──────── Dataset content ────────

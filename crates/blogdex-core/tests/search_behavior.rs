#![allow(clippy::unwrap_used)]

use blogdex_core::{ArtifactStore, IndexBuilder, SearchHandle, SearchIndex, SearchOptions};
use std::fs;
use std::path::Path;
use std::sync::Arc;
use std::thread;
use tempfile::TempDir;

fn write(root: &Path, rel: &str, title: &str, tags: &str, body: &str) {
    let path = root.join(rel);
    fs::create_dir_all(path.parent().unwrap()).unwrap();
    fs::write(
        path,
        format!("---\ntitle: {title}\nsummary: Notes on {title}\ntags: {tags}\n---\n{body}"),
    )
    .unwrap();
}

fn built_store() -> (TempDir, ArtifactStore) {
    let dir = TempDir::new().unwrap();
    let content = dir.path().join("content");
    write(&content, "rust/ownership.md", "Understanding Ownership", "[rust]", "Moves, borrows and lifetimes in practice.");
    write(&content, "rust/ownership-faq.md", "Understanding Ownership FAQ", "[rust, faq]", "Short answers.");
    write(&content, "rust/traits.md", "Trait Objects", "[rust]", "Dynamic dispatch with dyn.");
    write(&content, "web/flexbox.md", "Flexbox Layouts", "[css]", "Aligning items along the main axis.");

    let store = ArtifactStore::new(dir.path().join("public").join("search-index.json"));
    let report = IndexBuilder::new(&content).build().unwrap();
    store.save(&report.records).unwrap();
    (dir, store)
}

#[test]
fn exact_title_ranks_first() {
    let (_dir, store) = built_store();
    let index = SearchIndex::load(&store, SearchOptions::default()).unwrap();

    let hits = index.query("Understanding Ownership", 10);

    assert_eq!(hits[0].id, "rust/ownership");
    assert_eq!(hits[0].title, "Understanding Ownership");
    assert_eq!(hits[1].id, "rust/ownership-faq");
}

#[test]
fn transposed_title_still_matches() {
    let (_dir, store) = built_store();
    let index = SearchIndex::load(&store, SearchOptions::default()).unwrap();

    let hits = index.query("Trait Obejcts", 10);

    assert!(!hits.is_empty());
    assert_eq!(hits[0].id, "rust/traits");
}

#[test]
fn unrelated_query_returns_nothing() {
    let (_dir, store) = built_store();
    let index = SearchIndex::load(&store, SearchOptions::default()).unwrap();

    assert!(index.query("quantum zymurgy", 10).is_empty());
}

#[test]
fn results_carry_prefix_snippets_and_respect_limit() {
    let (_dir, store) = built_store();
    let options = SearchOptions {
        snippet_chars: 10,
        ..SearchOptions::default()
    };
    let index = SearchIndex::load(&store, options).unwrap();

    let hits = index.query("rust", 2);

    assert_eq!(hits.len(), 2);
    for hit in &hits {
        assert!(hit.snippet.chars().count() <= 10);
    }
    let ownership = index.query("lifetimes", 10);
    assert_eq!(ownership[0].snippet, "Moves, bor");
}

#[test]
fn handle_reports_not_ready_then_reloads() {
    // Given: A handle with nothing loaded
    let (dir, store) = built_store();
    let handle = SearchHandle::new(SearchOptions::default());
    assert_eq!(handle.query("flexbox", 10).unwrap_err().category(), "not_ready");

    // When: Loading the artifact
    assert_eq!(handle.reload(&store).unwrap(), 4);

    // Then: Queries work
    assert_eq!(handle.query("flexbox", 10).unwrap()[0].id, "web/flexbox");

    // When: The corpus changes and the artifact is rebuilt
    let content = dir.path().join("content");
    write(&content, "web/grid.md", "Grid Areas", "[css]", "Named template areas.");
    let report = IndexBuilder::new(&content).build().unwrap();
    store.save(&report.records).unwrap();
    assert_eq!(handle.reload(&store).unwrap(), 5);

    // Then: New documents are searchable without a new handle
    assert_eq!(handle.query("grid areas", 10).unwrap()[0].id, "web/grid");
}

#[test]
fn failed_reload_keeps_previous_index() {
    let (_dir, store) = built_store();
    let handle = SearchHandle::new(SearchOptions::default());
    handle.reload(&store).unwrap();

    fs::write(store.artifact_path(), "not json").unwrap();
    let err = handle.reload(&store).unwrap_err();

    assert_eq!(err.category(), "index");
    assert_eq!(handle.snapshot().unwrap().len(), 4);
}

#[test]
fn concurrent_queries_share_one_index() {
    let (_dir, store) = built_store();
    let handle = Arc::new(SearchHandle::new(SearchOptions::default()));
    handle.reload(&store).unwrap();

    let workers: Vec<_> = (0..4)
        .map(|i| {
            let handle = Arc::clone(&handle);
            thread::spawn(move || {
                for _ in 0..20 {
                    let hits = handle.query("ownership", 10).unwrap();
                    assert_eq!(hits.len(), 2, "worker {i}");
                }
            })
        })
        .collect();
    for _ in 0..5 {
        handle.reload(&store).unwrap();
    }
    for worker in workers {
        worker.join().unwrap();
    }
}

────────

> Task description
The lines from the one containing "let workers: Vec<_> = (0..4)" through the last line of the records are the answer; set them down exactly and add nothing.

> Written answer
    let workers: Vec<_> = (0..4)
        .map(|i| {
            let handle = Arc::clone(&handle);
            thread::spawn(move || {
                for _ in 0..20 {
                    let hits = handle.query("ownership", 10).unwrap();
                    assert_eq!(hits.len(), 2, "worker {i}");
                }
            })
        })
        .collect();
    for _ in 0..5 {
        handle.reload(&store).unwrap();
    }
    for worker in workers {
        worker.join().unwrap();
    }
}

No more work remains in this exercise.